#### Work instruction:
With the entries below as the source, tally the lines that contain the string "limit" and give the number only.
[Opening Information supplied section]
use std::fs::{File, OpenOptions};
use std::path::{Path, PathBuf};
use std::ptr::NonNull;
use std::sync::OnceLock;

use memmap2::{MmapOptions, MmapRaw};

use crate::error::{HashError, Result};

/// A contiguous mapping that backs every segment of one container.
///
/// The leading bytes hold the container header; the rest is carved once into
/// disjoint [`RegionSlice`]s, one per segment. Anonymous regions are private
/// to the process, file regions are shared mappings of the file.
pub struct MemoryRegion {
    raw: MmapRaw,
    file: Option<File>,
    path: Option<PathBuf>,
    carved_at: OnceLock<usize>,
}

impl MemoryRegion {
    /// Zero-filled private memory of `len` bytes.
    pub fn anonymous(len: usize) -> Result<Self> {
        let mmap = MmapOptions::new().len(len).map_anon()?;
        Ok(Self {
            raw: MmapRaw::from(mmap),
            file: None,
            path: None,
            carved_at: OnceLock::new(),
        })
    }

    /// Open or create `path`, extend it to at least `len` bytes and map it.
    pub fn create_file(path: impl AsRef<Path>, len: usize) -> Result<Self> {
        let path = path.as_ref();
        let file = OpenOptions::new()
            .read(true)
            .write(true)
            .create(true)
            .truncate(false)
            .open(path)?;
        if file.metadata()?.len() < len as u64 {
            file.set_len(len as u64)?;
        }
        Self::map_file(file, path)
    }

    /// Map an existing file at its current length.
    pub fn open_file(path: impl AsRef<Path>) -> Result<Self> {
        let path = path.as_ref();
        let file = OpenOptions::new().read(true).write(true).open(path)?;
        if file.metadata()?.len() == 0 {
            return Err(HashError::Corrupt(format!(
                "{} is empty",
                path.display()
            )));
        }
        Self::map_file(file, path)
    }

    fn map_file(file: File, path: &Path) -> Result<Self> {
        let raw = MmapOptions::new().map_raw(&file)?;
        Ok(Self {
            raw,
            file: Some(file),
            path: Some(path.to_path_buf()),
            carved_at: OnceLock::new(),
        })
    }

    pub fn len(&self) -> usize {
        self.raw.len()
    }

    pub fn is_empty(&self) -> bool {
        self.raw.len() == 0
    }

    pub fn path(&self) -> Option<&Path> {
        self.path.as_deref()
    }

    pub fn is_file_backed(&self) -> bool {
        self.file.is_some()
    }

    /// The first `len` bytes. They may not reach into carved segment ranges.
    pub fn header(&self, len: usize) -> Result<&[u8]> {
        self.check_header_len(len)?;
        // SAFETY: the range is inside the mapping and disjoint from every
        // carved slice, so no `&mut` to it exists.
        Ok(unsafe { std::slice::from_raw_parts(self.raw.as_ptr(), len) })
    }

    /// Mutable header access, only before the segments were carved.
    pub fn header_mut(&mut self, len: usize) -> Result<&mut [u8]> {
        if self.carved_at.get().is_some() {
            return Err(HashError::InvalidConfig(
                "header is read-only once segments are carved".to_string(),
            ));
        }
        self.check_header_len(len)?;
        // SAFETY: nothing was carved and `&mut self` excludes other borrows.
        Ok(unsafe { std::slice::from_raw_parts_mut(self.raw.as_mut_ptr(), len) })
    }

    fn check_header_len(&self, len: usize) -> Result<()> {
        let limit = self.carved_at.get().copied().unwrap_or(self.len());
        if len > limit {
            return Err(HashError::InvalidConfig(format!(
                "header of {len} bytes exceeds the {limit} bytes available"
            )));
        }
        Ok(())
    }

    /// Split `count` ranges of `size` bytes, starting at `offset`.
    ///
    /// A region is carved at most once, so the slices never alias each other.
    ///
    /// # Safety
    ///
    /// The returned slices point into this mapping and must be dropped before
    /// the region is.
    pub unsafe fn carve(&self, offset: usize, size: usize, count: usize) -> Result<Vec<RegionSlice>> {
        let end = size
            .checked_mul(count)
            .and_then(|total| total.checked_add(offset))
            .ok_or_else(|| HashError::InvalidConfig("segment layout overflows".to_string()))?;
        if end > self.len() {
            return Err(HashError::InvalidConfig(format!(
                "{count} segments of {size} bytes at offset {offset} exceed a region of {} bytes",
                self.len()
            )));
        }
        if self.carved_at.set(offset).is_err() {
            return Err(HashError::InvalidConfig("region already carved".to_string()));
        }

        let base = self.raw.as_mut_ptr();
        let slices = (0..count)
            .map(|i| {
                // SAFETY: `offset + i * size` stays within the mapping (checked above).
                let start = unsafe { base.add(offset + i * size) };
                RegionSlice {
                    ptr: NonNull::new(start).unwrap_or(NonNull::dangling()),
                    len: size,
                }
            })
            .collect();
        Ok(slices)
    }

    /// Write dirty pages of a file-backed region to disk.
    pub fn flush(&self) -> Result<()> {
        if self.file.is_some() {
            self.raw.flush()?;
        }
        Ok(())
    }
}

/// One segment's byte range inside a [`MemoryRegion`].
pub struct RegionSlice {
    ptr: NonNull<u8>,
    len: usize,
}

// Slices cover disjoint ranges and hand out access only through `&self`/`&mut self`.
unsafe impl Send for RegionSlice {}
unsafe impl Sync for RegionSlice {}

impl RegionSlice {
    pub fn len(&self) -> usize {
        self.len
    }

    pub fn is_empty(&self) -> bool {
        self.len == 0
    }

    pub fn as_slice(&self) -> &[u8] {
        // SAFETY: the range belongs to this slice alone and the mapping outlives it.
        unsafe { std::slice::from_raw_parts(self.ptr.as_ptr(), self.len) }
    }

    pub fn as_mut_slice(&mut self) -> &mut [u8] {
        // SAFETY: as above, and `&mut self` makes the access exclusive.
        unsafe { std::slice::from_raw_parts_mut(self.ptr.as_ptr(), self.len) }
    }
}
[Closing Information supplied section]
#### Finished task:
3